■ **EXERCISE INSTRUCTIONS**: An accurate, complete copy of the records below is required.

[Dataset entries]
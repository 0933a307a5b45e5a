//! `app/*`

use mosaic_qbit_types::{Payload, Preferences, QbitError};

use crate::QbitClient;
use crate::encoding::json_blob;
use crate::endpoints::app;
use crate::request::{Body, Params};
use crate::transport::Transport;

impl<T: Transport> QbitClient<T> {
    /// Application version, e.g. `v4.6.2` (a text payload).
    pub async fn app_version(&self) -> Result<Payload, QbitError> {
        self.send_request(app::VERSION, Body::Empty).await
    }

    /// WebUI API version, e.g. `2.9.3`.
    pub async fn app_webapi_version(&self) -> Result<Payload, QbitError> {
        self.send_request(app::WEBAPI_VERSION, Body::Empty).await
    }

    /// Build information. Decodes into [`BuildInfo`](mosaic_qbit_types::BuildInfo).
    pub async fn app_build_info(&self) -> Result<Payload, QbitError> {
        self.send_request(app::BUILD_INFO, Body::Empty).await
    }

    /// Shuts the application down.
    pub async fn app_shutdown(&self) -> Result<Payload, QbitError> {
        self.send_request(app::SHUTDOWN, Body::Empty).await
    }

    /// Current preferences. Decodes into [`Preferences`].
    pub async fn app_preferences(&self) -> Result<Payload, QbitError> {
        self.send_request(app::PREFERENCES, Body::Empty).await
    }

    /// Changes preferences. Only the fields set in `preferences` are sent, as a JSON
    /// object in the `json` form field.
    ///
    /// The fields are not flattened into the form body: the WebUI only reads
    /// preferences from `json`.
    pub async fn app_set_preferences(&self, preferences: &Preferences) -> Result<Payload, QbitError> {
        let params = Params::new().with("json", json_blob(preferences)?);
        self.send_request(app::SET_PREFERENCES, params.into()).await
    }

    /// Default save path for new torrents.
    pub async fn app_default_save_path(&self) -> Result<Payload, QbitError> {
        self.send_request(app::DEFAULT_SAVE_PATH, Body::Empty).await
    }
}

■ **EXERCISE RESULT**:
repository 0933a307a5b45e5a
//! `app/*`

use mosaic_qbit_types::{Payload, Preferences, QbitError};

use crate::QbitClient;
use crate::encoding::json_blob;
use crate::endpoints::app;
use crate::request::{Body, Params};
use crate::transport::Transport;

impl<T: Transport> QbitClient<T> {
    /// Application version, e.g. `v4.6.2` (a text payload).
    pub async fn app_version(&self) -> Result<Payload, QbitError> {
        self.send_request(app::VERSION, Body::Empty).await
    }

    /// WebUI API version, e.g. `2.9.3`.
    pub async fn app_webapi_version(&self) -> Result<Payload, QbitError> {
        self.send_request(app::WEBAPI_VERSION, Body::Empty).await
    }

    /// Build information. Decodes into [`BuildInfo`](mosaic_qbit_types::BuildInfo).
    pub async fn app_build_info(&self) -> Result<Payload, QbitError> {
        self.send_request(app::BUILD_INFO, Body::Empty).await
    }

    /// Shuts the application down.
    pub async fn app_shutdown(&self) -> Result<Payload, QbitError> {
        self.send_request(app::SHUTDOWN, Body::Empty).await
    }

    /// Current preferences. Decodes into [`Preferences`].
    pub async fn app_preferences(&self) -> Result<Payload, QbitError> {
        self.send_request(app::PREFERENCES, Body::Empty).await
    }

    /// Changes preferences. Only the fields set in `preferences` are sent, as a JSON
    /// object in the `json` form field.
    ///
    /// The fields are not flattened into the form body: the WebUI only reads
    /// preferences from `json`.
    pub async fn app_set_preferences(&self, preferences: &Preferences) -> Result<Payload, QbitError> {
        let params = Params::new().with("json", json_blob(preferences)?);
        self.send_request(app::SET_PREFERENCES, params.into()).await
    }

    /// Default save path for new torrents.
    pub async fn app_default_save_path(&self) -> Result<Payload, QbitError> {
        self.send_request(app::DEFAULT_SAVE_PATH, Body::Empty).await
    }
}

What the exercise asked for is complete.